Myrtle Laxton Barnes with her first baby Grover Jr. - 1918 |
Buddy visiting his Mother in 1943 - Outing to Mohawk Park |
Grover Jr. visiting his Mother in 1943 at the Sanatorium in either Tulsa or Vinita |
Christmas 1955 - Myrtle with her children Son, William Paul "Buddy" holding his son Bill; Daughter, Betty; Myrtle; Son, Grover Jr. |
Memorial Day 1956 Grover Jr.- Myrtle-Buddy |
Fall of 1956: Mike, Grover Jr.'s son; Myrtle; Grover Jr. |
My Mother, Barbara Barnes and My Grandma, Myrtle Barnes |
Holding her first Granddaughter - August 1957 Mike Barnes, Grandma Barnes holding Frances, and Grover Jr. |
Christmas 1962 Grandma Barnes with Frances and Ellen |
First Great Grandchild - First Grandchild
Four Generations
Mike with Baby Michelle, Great Grandma Barnes, Grandpa Barnes
Since I started searching for answers to the questions I always had about my Grandma Barnes, I not only learned a great deal about her, but also about my Father and Grandfather. For me personally, it has been a difficult, but at the same time, rewarding journey.
It's difficult to find out how she and her children, my Dad, Uncle and Aunt suffered at the hand of my Grandfather. It is also difficult for me to understand why she did not fight back. I don't mean physically, but emotionally. Maybe I could understand it better if I knew more about her childhood. What was it like for her to loose her father before she was born and then become part of a large blended family at the age of two? And what was she like as a young woman before meeting and marrying Grover Sr? But as it is, I just cannot understand why she went back to him after she tried to get away in 1929 when the children were small. Another thing, it was difficult finding out that my Grandfather was more despicable that any of us knew. My mother, who was equally shocked, asked me if it bothered me to know that someone like him is my blood kin. It doesn't bother me, because Grover Sr. does not define who I am as a person. However, I do believe his actions and choices ultimately contributed in shaping my life. Because of the wrong choices my Grandfather made, my Dad in turn made a choice as to how myself and my siblings were raised.
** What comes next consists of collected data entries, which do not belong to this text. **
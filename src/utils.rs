use dirs::data_dir;
use once_cell::sync::Lazy;
use std::{fs, path::PathBuf};

static DATA_ROOT: Lazy<PathBuf> = Lazy::new(|| {
    let base = data_dir()
        .unwrap_or_else(|| std::env::current_dir().unwrap_or_else(|_| PathBuf::from(".")));
    let root = base.join("show-discovery");
    if let Err(err) = fs::create_dir_all(&root) {
        tracing::warn!("failed to create data root {:?}: {err}", root);
    }
    root
});

pub fn data_root() -> PathBuf {
    DATA_ROOT.clone()
}

pub fn config_path() -> PathBuf {
    data_root().join("config.json")
}

pub fn venues_path() -> PathBuf {
    data_root().join("venues.json")
}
The rewarding part for me, was a new understanding of my Dad. I loved my Father very much, but after this I have new admiration and respect for him. He was determined to give us a better family life than he had. I didn't always agree with him, but what children always agree with their parents? I know my children do not! He could be strict about so many things and obsessive about family activities, but it was the best way he knew to show how much he loved us. I admire him for the way he cared for his family, his mother and how he put the deeds of his father behind him. He never downed his father to us, he never used him or his upbringing as an excuse, he just moved forward striving to be a better man.
I still want to know more about my Grandma Barnes. I don't know if I ever will, but I have come so far and cannot rest until I search further. It saddens me that this dear woman that many of us spent so much time with and loved so very much, was someone we actually did not know. I don't think my Dad, Buddy or Betty ever really knew what she was thinking or ever had a time when they were old enough to remember talking or hear her share her feelings. I do know that she was so happy to be with her children and grandchildren. She may not have been able to say our names, we were just "Honey", but she knew who we were and she enjoyed the family outings. She enjoyed going for a ride, coming to our homes, to the lake and most of all to the malt shop for a "hamburger and Malt"! I confess it is one of my favorite memories too, only for me it was a hamburger and chocolate dipped vanilla cone!
Another thing I have learned, is that I do not believe my Grandmother always had a mental problem. I believe Grover Sr. drove her to a mental breakdown and she was just not strong enough to fight back. I wish my Dad was alive right now for me to talk to and I could have shared this journey with him. Maybe I could have made him understand how important it is to know and understand our family history. I believe acknowledgement of past hurts and tragedy can be the beginning of healing. Also, everything we learn about our family ancestors can give us a better understanding of ourselves and the family we live and interact with.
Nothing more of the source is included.